- The Washington Times - Sunday, February 24, 2002

Maryland reserve center Ryan Randle spends most of the time on the bench and could be overlooked with stars like Juan Dixon and Lonny Baxter. The 6-foot-9, 255-pound Randle further fills the low-key role with a passive off-court demeanor that has earned him the nickname "Sleepy."
Don't be fooled by the droopy eyes, soft voice and lazy walk. It is just a well-crafted bluff from the wily Texan, who quickly transforms from Rip Van Winkle to Arnold Schwarzenegger with a special talent for rebounding when Gary Williams directs him to the scorer's table.
"He's surprised a lot of people how he's come in really quickly and had such a big impact," said Baxter, who remembers Randle showing up on campus in September out of shape and overweight. "He comes in with a lot of intensity [for] rebounding, scoring in the paint."
Randle, a junior, has muscled his way into the rotation for the Terps (22-3), who can establish the best 26-game record in program history today with a victory against No. 20 Wake Forest (18-9, 8-5 ACC) at Cole Field House. Maryland is 12-1 in the conference for the first time and in line for its first outright ACC regular-season title since 1980. The Terps have won nine straight and lead Duke (12-2) by a half-game. The Terrapins are ranked second in the country.
Randle, a junior college transfer who played at Allegany (Md.) last season, averages 4.2 points and 3.6 rebounds impressive numbers considering that he plays less than 10 minutes a game.
It is in games like Wednesday's victory at Clemson that Randle shows his value. The Terps were off to a slow start in the aftermath of last Sunday's emotional victory over Duke, and were getting beaten on the boards. Randle replaced Baxter with the Tigers leading 29-23 with under five minutes left in the first half.
The surprisingly mobile and quick center scored five of Maryland's next seven points with his power game. He displayed soft hands by scoring a layup off a darting assist from Steve Blake. Later he picked up a loose ball rebound in traffic and powered in a layup to cut the deficit to four and give Maryland momentum going into intermission.
It was a typical Randle performance that gets lost in the box score: five points, five rebounds and two steals in 11 minutes. The points and steals were a bonus for Randle, who understands his clearly defined role.

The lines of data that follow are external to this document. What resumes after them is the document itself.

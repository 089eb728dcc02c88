use serde::{Deserialize, Serialize};

use crate::agent::Backend;
use crate::error::EnsembleError;

/// How a pipeline distributes a task across its agents.
#[derive(Debug, Clone, Copy, PartialEq, Eq, Serialize, Deserialize)]
#[serde(rename_all = "lowercase")]
pub enum Strategy {
    /// Chain outputs: agent N's reply becomes agent N+1's input
    Sequential,
    /// All agents collaborate (native group chat, or broadcast fallback)
    Group,
    /// A supervisor agent routes the task to one specialist
    Supervisor,
}

impl Strategy {
    pub fn as_str(&self) -> &'static str {
        match self {
            Strategy::Sequential => "sequential",
            Strategy::Group => "group",
            Strategy::Supervisor => "supervisor",
        }
    }
}

impl std::fmt::Display for Strategy {
    fn fmt(&self, f: &mut std::fmt::Formatter<'_>) -> std::fmt::Result {
        f.write_str(self.as_str())
    }
}

/// LLM connection settings for a single agent.
#[derive(Debug, Clone, Serialize, Deserialize)]
pub struct LlmConfig {
    /// Model name, e.g. "gpt-4o" or "claude-sonnet-4-20250514"
    #[serde(default = "default_model")]
    pub model: String,

    /// Env var holding the API key. Defaults per backend when unset.
    #[serde(default)]
    pub api_key_env: Option<String>,

    /// Custom API base URL (Ollama server, OpenAI-compatible proxy, ...)
    #[serde(default)]
    pub base_url: Option<String>,

    #[serde(default = "default_temperature")]
    pub temperature: f32,

    #[serde(default = "default_max_tokens")]
    pub max_tokens: u32,
}

fn default_model() -> String {
    "gpt-4o".to_string()
}

fn default_temperature() -> f32 {
    0.1
}

fn default_max_tokens() -> u32 {
    8192
}

impl Default for LlmConfig {
    fn default() -> Self {
        Self {
            model: default_model(),
            api_key_env: None,
            base_url: None,
            temperature: default_temperature(),
            max_tokens: default_max_tokens(),
        }
    }
}

/// Reference to a tool the agent may call, resolved against the registry's
/// built-in set by name.
#[derive(Debug, Clone, Serialize, Deserialize)]
pub struct ToolConfig {
    pub name: String,
}

/// Full configuration for a single agent.
#[derive(Debug, Clone, Serialize, Deserialize)]
pub struct AgentConfig {
    /// Unique agent name
    pub name: String,

    /// Which SDK powers this agent
    pub backend: Backend,

    /// System prompt / role instructions
    pub instructions: String,

    #[serde(default)]
    pub llm: LlmConfig,

    #[serde(default)]
    pub tools: Vec<ToolConfig>,

    /// Max LLM round-trips per `run` call (tool-use loop bound)
    #[serde(default = "default_max_turns")]
    pub max_turns: usize,
}

fn default_max_turns() -> usize {
    10
}

impl AgentConfig {
    pub fn validate(&self) -> Result<(), EnsembleError> {
        if self.name.trim().is_empty() {
            return Err(EnsembleError::Config("agent name must not be empty".into()));
        }
        if self.max_turns == 0 {
            return Err(EnsembleError::Config(format!(
                "agent '{}': max_turns must be at least 1",
                self.name
            )));
        }
        Ok(())
    }
}

/// Configuration for a multi-agent pipeline.
#[derive(Debug, Clone, Serialize, Deserialize)]
pub struct PipelineConfig {
    pub name: String,

    /// Ordered list of agent names. Order matters for the sequential strategy
    /// and fixes broadcast concatenation order for the group fallback.
    pub agents: Vec<String>,

    #[serde(default = "default_strategy")]
    pub strategy: Strategy,

    /// Max conversation rounds for the group strategy
    #[serde(default = "default_max_rounds")]
    pub max_rounds: usize,

    /// Name of the supervisor agent (required for the supervisor strategy)
    #[serde(default)]
    pub supervisor_agent: Option<String>,
}

fn default_strategy() -> Strategy {
    Strategy::Sequential
}

fn default_max_rounds() -> usize {
    10
}

impl PipelineConfig {
    /// Check the invariants the orchestrator relies on.
    ///
    /// Runs once at load/construction time so strategy executors never have to
    /// recover from a malformed config mid-run.
    pub fn validate(&self) -> Result<(), EnsembleError> {
        if self.agents.is_empty() {
            return Err(EnsembleError::Config(format!(
                "pipeline '{}' has no agents",
                self.name
            )));
        }
        if self.max_rounds == 0 {
            return Err(EnsembleError::Config(format!(
                "pipeline '{}': max_rounds must be at least 1",
                self.name
            )));
        }
        if self.strategy == Strategy::Supervisor {
            match &self.supervisor_agent {
                None => {
                    return Err(EnsembleError::Config(format!(
                        "pipeline '{}': supervisor_agent must be set when strategy is 'supervisor'",
                        self.name
                    )));
                }
                Some(sup) if !self.agents.contains(sup) => {
                    return Err(EnsembleError::Config(format!(
                        "pipeline '{}': supervisor_agent '{}' is not in the agents list",
                        self.name, sup
                    )));
                }
                Some(_) => {}
            }
        }
        Ok(())
    }
}

/// Deployment target configuration.
#[derive(Debug, Clone, Serialize, Deserialize)]
pub struct DeployConfig {
    #[serde(default = "default_target")]
    pub target: DeployTarget,

    /// Port to expose the agent HTTP server
    #[serde(default = "default_port")]
    pub port: u16,

    // Docker
    #[serde(default)]
    pub image_name: Option<String>,

    // Azure
    #[serde(default)]
    pub azure_resource_group: Option<String>,
    #[serde(default = "default_location")]
    pub azure_location: String,
    #[serde(default)]
    pub azure_subscription_id: Option<String>,
}

#[derive(Debug, Clone, Copy, PartialEq, Eq, Serialize, Deserialize)]
#[serde(rename_all = "lowercase")]
pub enum DeployTarget {
    Local,
    Docker,
    Azure,
}

fn default_target() -> DeployTarget {
    DeployTarget::Local
}

fn default_port() -> u16 {
    8080
}

fn default_location() -> String {
    "eastus".to_string()
}

impl Default for DeployConfig {
    fn default() -> Self {
        Self {
            target: default_target(),
            port: default_port(),
            image_name: None,
            azure_resource_group: None,
            azure_location: default_location(),
            azure_subscription_id: None,
        }
    }
}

"It's rebounding," said Randle, who gets nearly half his boards on the offensive end. "The ball is like gold everybody wants the ball. You just have to react and do things certain ways. … It just comes natural. I like banging against these guys. Some people don't like physical contact, but I like it."

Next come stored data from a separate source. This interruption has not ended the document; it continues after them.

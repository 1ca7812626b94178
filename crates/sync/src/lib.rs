//! Block-synchronization (bootstrap) engine.
//!
//! This crate keeps a node's local chain caught up with the network: it
//! detects when the node is behind, fetches and applies missing blocks,
//! resolves forks by rolling the chain head back, and replays locally
//! persisted blocks after a restart.
//!
//! # Protocol Overview
//!
//! 1. **Decision**: Once per round the engine asks the fork detector whether
//!    a fork exists and whether the probable highest nonce is beyond the
//!    local head. A synchronized verdict is memoized for the round.
//!
//! 2. **Fork resolution**: A detected fork rolls the head back — to the fork
//!    point's parent when a competing header is known, or all the way to the
//!    last final block on a forced fork.
//!
//! 3. **Fetch**: The next header (head nonce + 1, or the fork hash) is taken
//!    from the pool, or requested from the network and awaited with a
//!    timeout. A bounded look-ahead window of follow-up headers is requested
//!    in the background.
//!
//! 4. **Apply**: The block body is fetched the same way, then the block
//!    processor executes and commits the block against the chain head.
//!
//! 5. **Failure handling**: Timeouts are counted; crossing the configured
//!    threshold in a proper round phase forces a rollback and a
//!    probable-highest-nonce reset. Non-timeout failures purge the offending
//!    header and roll back immediately.
//!
//! # Architecture
//!
//! ```text
//! sync loop (tokio task)                    transport callbacks
//!    │                                            │
//!    ▼                                            ▼
//! should_sync ──► sync_block          process_received_header /
//!    │               │                received_header_nonce
//!    │               ├─► roll_back          │
//!    │               ├─► fetch header ◄─────┤  (one-shot completion)
//!    │               ├─► fetch body         │
//!    │               └─► process + commit   └─► fork detector feed
//!    ▼
//! load_blocks (startup only, storage replay)
//! ```
//!
//! All I/O runs behind collaborator contracts; the engine owns only the
//! orchestration, the pending-request bookkeeping and the chain-head
//! transitions.

mod chain;
mod config;
mod engine;
mod error;
mod metrics;
mod pending;
mod replay;
mod rollback;
mod traits;

pub use chain::Blockchain;
pub use config::SyncConfig;
pub use engine::{
    BootstrapArgs, BootstrapEngine, ListenerId, MiniBlockTrigger, SyncStateListener,
};
pub use error::SyncError;
pub use metrics::{Metric, PrometheusStatus, StatusHandler};
pub use replay::NotarizedInfo;
pub use traits::{
    BlockBootstrapper, BlockHeaderState, BlockProcessor, ChainHandler, ForkDetector, ForkInfo,
    HeaderResolver, HeadersPool, NetworkConnectionWatcher, Rounder, StateAdapter, Storer,
    StorageBootstrapper,
};
//! Collaborator contracts consumed by the bootstrap engine.
//!
//! The engine orchestrates; everything domain-specific lives behind these
//! traits: fork detection, block execution, storage replay, shard-vs-metachain
//! fetch rules, network requests and connectivity. Implementations are
//! provided by the node wiring and are out of scope here.

use crate::SyncError;
use async_trait::async_trait;
use lattice_types::{BlockBody, BlockHeader, Hash, Nonce, Round, ShardId};
use std::collections::HashMap;
use std::sync::Arc;
use std::time::Duration;

/// Fork state reported by the fork detector.
#[derive(Debug, Clone, PartialEq, Eq)]
pub struct ForkInfo {
    /// Whether a fork is currently detected.
    pub detected: bool,

    /// Nonce at which the chains diverge. Meaningful only while `detected`.
    pub nonce: Nonce,

    /// Hash of the competing header to chase, if there is one.
    pub hash: Option<Hash>,
}

impl ForkInfo {
    /// The no-fork state.
    pub fn none() -> Self {
        Self {
            detected: false,
            nonce: Nonce(0),
            hash: None,
        }
    }

    /// A forced fork demands a rollback without a competing header to chase.
    ///
    /// The sentinel (maximum nonce, no hash) is a convention emitted by the
    /// fork detector; the engine treats it as an opaque signal value.
    pub fn is_forced(&self) -> bool {
        self.detected && self.nonce == Nonce::MAX && self.hash.is_none()
    }
}

/// Lifecycle position of a header when fed to the fork detector.
#[derive(Debug, Clone, Copy, PartialEq, Eq)]
pub enum BlockHeaderState {
    /// Seen on the network, not yet executed locally.
    Received,

    /// Executed and committed locally.
    Processed,

    /// Already notarized; used when seeding replayed headers at startup.
    Notarized,
}

/// Fork and finality oracle.
pub trait ForkDetector: Send + Sync {
    /// Track a header observed at the given lifecycle state.
    fn add_header(
        &self,
        header: &BlockHeader,
        hash: Hash,
        state: BlockHeaderState,
        notarized_headers: &[Arc<BlockHeader>],
        notarized_hashes: &[Hash],
    ) -> Result<(), SyncError>;

    /// Forget all tracked headers with the given nonce except the given hash.
    fn remove_headers(&self, nonce: Nonce, hash: Hash);

    /// Current fork state.
    fn check_fork(&self) -> ForkInfo;

    /// Nonce of the highest block considered final.
    fn highest_final_block_nonce(&self) -> Nonce;

    /// Best estimate of the network's current chain height.
    fn probable_highest_nonce(&self) -> Nonce;

    /// Drop the probable-highest-nonce estimate back to the final nonce.
    fn reset_probable_highest_nonce(&self);

    /// Like [`Self::reset_probable_highest_nonce`], but only when the
    /// detector's own heuristics say the estimate has gone stale.
    fn reset_probable_highest_nonce_if_needed(&self);

    /// Clear the fork flags after a forced fork has been resolved.
    fn reset_fork(&self);
}

/// Mutable chain head: current header, body and header hash.
///
/// Exclusively mutated by the bootstrap engine while processing, committing
/// or rolling back a block; read by many external consumers.
pub trait ChainHandler: Send + Sync {
    /// The current head header, if any block has been applied.
    fn current_header(&self) -> Option<Arc<BlockHeader>>;

    /// Replace the current head header.
    fn set_current_header(&self, header: Option<Arc<BlockHeader>>);

    /// The current head body.
    fn current_body(&self) -> Option<Arc<BlockBody>>;

    /// Replace the current head body.
    fn set_current_body(&self, body: Option<Arc<BlockBody>>);

    /// Hash of the current head header.
    fn current_header_hash(&self) -> Option<Hash>;

    /// Replace the current head header hash.
    fn set_current_header_hash(&self, hash: Option<Hash>);
}

/// Block execution engine.
pub trait BlockProcessor: Send + Sync {
    /// Execute a block against the current state, within the time budget.
    fn process_block(
        &self,
        chain: &dyn ChainHandler,
        header: &Arc<BlockHeader>,
        body: &Arc<BlockBody>,
        time_budget: Duration,
    ) -> Result<(), SyncError>;

    /// Persist an executed block and advance the chain head.
    fn commit_block(
        &self,
        chain: &dyn ChainHandler,
        header: &Arc<BlockHeader>,
        body: &Arc<BlockBody>,
    ) -> Result<(), SyncError>;

    /// Revert execution state to the given (previous) header.
    fn revert_state_to_block(&self, header: &Arc<BlockHeader>) -> Result<(), SyncError>;

    /// Put a rolled-back block's content back into the shared pools.
    fn restore_block_into_pools(
        &self,
        header: &Arc<BlockHeader>,
        body: &Arc<BlockBody>,
    ) -> Result<(), SyncError>;
}

/// Replays persisted blocks and supplies notarization snapshots at startup.
pub trait StorageBootstrapper: Send + Sync {
    /// Resolve the anchor nonce and notarization snapshots for a probe nonce.
    ///
    /// Returns `(valid_nonce, final_notarized, last_notarized)` where the
    /// maps go from shard to notarized nonce.
    fn nonce_with_last_notarized(
        &self,
        nonce: Nonce,
    ) -> (Nonce, HashMap<ShardId, Nonce>, HashMap<ShardId, Nonce>);

    /// Load a stored header and its hash.
    fn header(&self, shard: ShardId, nonce: Nonce) -> Result<(Arc<BlockHeader>, Hash), SyncError>;

    /// Load the stored body of a header.
    fn block_body(&self, header: &BlockHeader) -> Result<Arc<BlockBody>, SyncError>;

    /// Re-establish cross-chain notarization state from the snapshots.
    fn apply_notarized_blocks(
        &self,
        final_notarized: &HashMap<ShardId, Nonce>,
        last_notarized: &HashMap<ShardId, Nonce>,
    ) -> Result<(), SyncError>;

    /// Seed the fork detector with a replayed, already-notarized header.
    fn add_header_to_fork_detector(
        &self,
        shard: ShardId,
        nonce: Nonce,
        notarized_meta_nonce: Nonce,
    );

    /// Drop notarized data stored above the given snapshot.
    fn cleanup_notarized_storage(&self, last_notarized: &HashMap<ShardId, Nonce>);

    /// Remove a stored block body.
    fn remove_block_body(&self, nonce: Nonce) -> Result<(), SyncError>;
}

/// Shard-vs-metachain-specific fetch of headers and bodies.
#[async_trait]
pub trait BlockBootstrapper: Send + Sync {
    /// Look up a header and its hash in the pool by nonce.
    fn get_header_from_pool_with_nonce(
        &self,
        nonce: Nonce,
    ) -> Result<(Arc<BlockHeader>, Hash), SyncError>;

    /// Look up a header in the pool by hash.
    fn get_header_from_pool_with_hash(&self, hash: Hash) -> Result<Arc<BlockHeader>, SyncError>;

    /// Whether the pool holds a header with the given nonce.
    fn have_header_in_pool_with_nonce(&self, nonce: Nonce) -> bool;

    /// Fetch a header's body from the pool, requesting it from the network
    /// and waiting up to the implementation's timeout when missing.
    async fn get_block_body_requesting_if_missing(
        &self,
        header: &Arc<BlockHeader>,
    ) -> Result<Arc<BlockBody>, SyncError>;

    /// The chain's current head header.
    fn get_curr_header(&self) -> Result<Arc<BlockHeader>, SyncError>;

    /// The predecessor of the given header, loaded from the durable store.
    fn get_prev_header(
        &self,
        curr: &BlockHeader,
        header_store: &dyn Storer,
    ) -> Result<Arc<BlockHeader>, SyncError>;

    /// A header's body from pool or storage, without network requests.
    fn get_block_body(&self, header: &Arc<BlockHeader>) -> Result<Arc<BlockBody>, SyncError>;
}

/// Dispatches header requests to the network.
pub trait HeaderResolver: Send + Sync {
    /// Request the header with the given nonce from peers.
    fn request_data_from_nonce(&self, nonce: Nonce) -> Result<(), SyncError>;

    /// Request the header with the given hash from peers.
    fn request_data_from_hash(&self, hash: Hash) -> Result<(), SyncError>;
}

/// Network connectivity probe.
pub trait NetworkConnectionWatcher: Send + Sync {
    /// Whether the node currently has network connectivity.
    fn is_connected_to_the_network(&self) -> bool;
}

/// Consensus round clock.
pub trait Rounder: Send + Sync {
    /// Index of the current round.
    fn index(&self) -> Round;

    /// Time remaining in the current round.
    fn time_duration(&self) -> Duration;

    /// Whether the round is in its proper (non-terminal) phase.
    fn is_in_proper_round(&self) -> bool;
}

/// Account-state access needed during startup replay.
pub trait StateAdapter: Send + Sync {
    /// Recreate the account-state trie at the given root.
    fn recreate_trie(&self, root_hash: Hash) -> Result<(), SyncError>;
}

/// In-memory header pool purge hook.
pub trait HeadersPool: Send + Sync {
    /// Drop the pooled header with the given nonce in the given shard.
    fn remove_header(&self, nonce: Nonce, shard: ShardId);
}

/// Durable key-value store for one logical unit of chain data.
///
/// The engine keeps two handles: header-by-hash and nonce-to-hash. Nonce keys
/// are the fixed-width big-endian form from [`Nonce::to_storage_key`]; keys
/// are otherwise opaque.
pub trait Storer: Send + Sync {
    /// Read a value.
    fn get(&self, key: &[u8]) -> Result<Vec<u8>, SyncError>;

    /// Whether a key is present.
    fn has(&self, key: &[u8]) -> bool;

    /// Remove a key.
    fn remove(&self, key: &[u8]) -> Result<(), SyncError>;
}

Randle got his share of collisions last fall during pickup games against Baxter, Chris Wilcox and Tahj Holden. The newcomer has lost some 15 pounds through conditioning and dieting since arriving in College Park and being schooled in scrimmages. Some wondered if he would give the Terps depth in the frontcourt, where there was a void after starting forward Terence Morris and reserve center Mike Mardesich finished their eligibility in last season's Final Four.

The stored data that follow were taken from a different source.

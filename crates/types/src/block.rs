//! Block headers, bodies and their sequence numbers.

use crate::{Hash, ShardId};
use std::fmt;

/// Block sequence number assigned by consensus.
///
/// Nonce 0 is the genesis block; the first block produced after genesis has
/// nonce 1. `Nonce::MAX` never names a real block — the fork detector uses it
/// as an opaque sentinel when demanding a rollback without a competing header.
#[derive(Debug, Clone, Copy, PartialEq, Eq, PartialOrd, Ord, Hash, Default)]
pub struct Nonce(pub u64);

impl Nonce {
    /// The sentinel nonce, larger than any real block's.
    pub const MAX: Nonce = Nonce(u64::MAX);

    /// The nonce of the following block.
    pub fn next(self) -> Nonce {
        Nonce(self.0.saturating_add(1))
    }

    /// The nonce of the preceding block, saturating at 0.
    pub fn prev(self) -> Nonce {
        Nonce(self.0.saturating_sub(1))
    }

    /// Fixed-width big-endian key used in the nonce-to-hash store.
    pub fn to_storage_key(self) -> [u8; 8] {
        self.0.to_be_bytes()
    }
}

impl fmt::Display for Nonce {
    fn fmt(&self, f: &mut fmt::Formatter<'_>) -> fmt::Result {
        write!(f, "{}", self.0)
    }
}

/// Consensus round in which a block was proposed.
#[derive(Debug, Clone, Copy, PartialEq, Eq, PartialOrd, Ord, Hash, Default)]
pub struct Round(pub u64);

impl fmt::Display for Round {
    fn fmt(&self, f: &mut fmt::Formatter<'_>) -> fmt::Result {
        write!(f, "{}", self.0)
    }
}

/// Header of a block, as seen by the sync layer.
///
/// Wire encoding is owned by the networking layer; here the header is already
/// decoded. Only the fields the bootstrap path reads are modeled.
#[derive(Debug, Clone, PartialEq, Eq)]
pub struct BlockHeader {
    /// Sequence number of this block.
    pub nonce: Nonce,

    /// Round in which this block was proposed.
    pub round: Round,

    /// Shard this block belongs to.
    pub shard: ShardId,

    /// Hash of the previous block's header.
    pub prev_hash: Hash,

    /// Root of the account-state trie after executing this block.
    pub state_root_hash: Hash,
}

impl BlockHeader {
    /// Content hash of this header.
    pub fn hash(&self) -> Hash {
        let mut data = Vec::with_capacity(8 + 8 + 4 + Hash::LENGTH * 2);
        data.extend_from_slice(&self.nonce.0.to_be_bytes());
        data.extend_from_slice(&self.round.0.to_be_bytes());
        data.extend_from_slice(&self.shard.0.to_be_bytes());
        data.extend_from_slice(self.prev_hash.as_bytes());
        data.extend_from_slice(self.state_root_hash.as_bytes());
        Hash::compute(&data)
    }
}

/// A slice of a block's transactions routed between two shards.
#[derive(Debug, Clone, PartialEq, Eq, Default)]
pub struct MiniBlock {
    /// Shard that produced the transactions.
    pub sender_shard: ShardId,

    /// Shard that executes the transactions.
    pub receiver_shard: ShardId,

    /// Hashes of the transactions carried by this miniblock.
    pub tx_hashes: Vec<Hash>,
}

/// Payload of a block: the miniblocks it carries.
///
/// The sync layer shuttles bodies between pool, processor and chain head but
/// never looks inside them.
#[derive(Debug, Clone, PartialEq, Eq, Default)]
pub struct BlockBody {
    /// Miniblocks grouped into this block.
    pub mini_blocks: Vec<MiniBlock>,
}
//! In-memory chain head.

use crate::traits::ChainHandler;
use lattice_types::{BlockBody, BlockHeader, Hash};
use parking_lot::RwLock;
use std::sync::Arc;

#[derive(Default)]
struct ChainState {
    header: Option<Arc<BlockHeader>>,
    body: Option<Arc<BlockBody>>,
    header_hash: Option<Hash>,
}

/// The node's single mutable chain head.
///
/// Writers are the bootstrap engine and the block processor; everything else
/// only reads. All three head fields sit behind one lock so a reader never
/// observes a header from one block paired with the hash of another.
#[derive(Default)]
pub struct Blockchain {
    state: RwLock<ChainState>,
}

impl Blockchain {
    /// Create an empty chain head (pre-genesis).
    pub fn new() -> Self {
        Self::default()
    }
}

impl ChainHandler for Blockchain {
    fn current_header(&self) -> Option<Arc<BlockHeader>> {
        self.state.read().header.clone()
    }

    fn set_current_header(&self, header: Option<Arc<BlockHeader>>) {
        self.state.write().header = header;
    }

    fn current_body(&self) -> Option<Arc<BlockBody>> {
        self.state.read().body.clone()
    }

    fn set_current_body(&self, body: Option<Arc<BlockBody>>) {
        self.state.write().body = body;
    }

    fn current_header_hash(&self) -> Option<Hash> {
        self.state.read().header_hash
    }

    fn set_current_header_hash(&self, hash: Option<Hash>) {
        self.state.write().header_hash = hash;
    }
}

When Baxter sat out a Jan.3 game against Norfolk State with a sprained ankle, Randle displayed his pivot prowess with 12 points, eight rebounds and five blocks in 25 minutes. He cemented his role with a seven-point, six-rebound showing over 13 minutes against N.C. State three weeks ago.
"The younger players had to prove that they could play in key situations," coach Gary Williams said. "Ryan Randle has. He came in [against N.C. State] when we were in some foul trouble and just did a great job of maintaining what we had but also being aggressive. He got open a couple times, made a couple great catches on the interior and scored."
So Randle is opening eyes at Maryland although it looks like he has trouble opening his own.
"He had that nickname [Sleepy] at Allegany," said that school's coach, Bob Kirk. "I thought he was too heavy when he got here, too, but he's just learned how to play hard. He has matured totally, and from what I've seen, he runs the court better. His work habits have really improved."
Wake Forest's second-leading scorer, Josh Howard (14.3 points, 7.7 rebounds), has missed three of the last four games with a high ankle sprain, and is considered questionable today.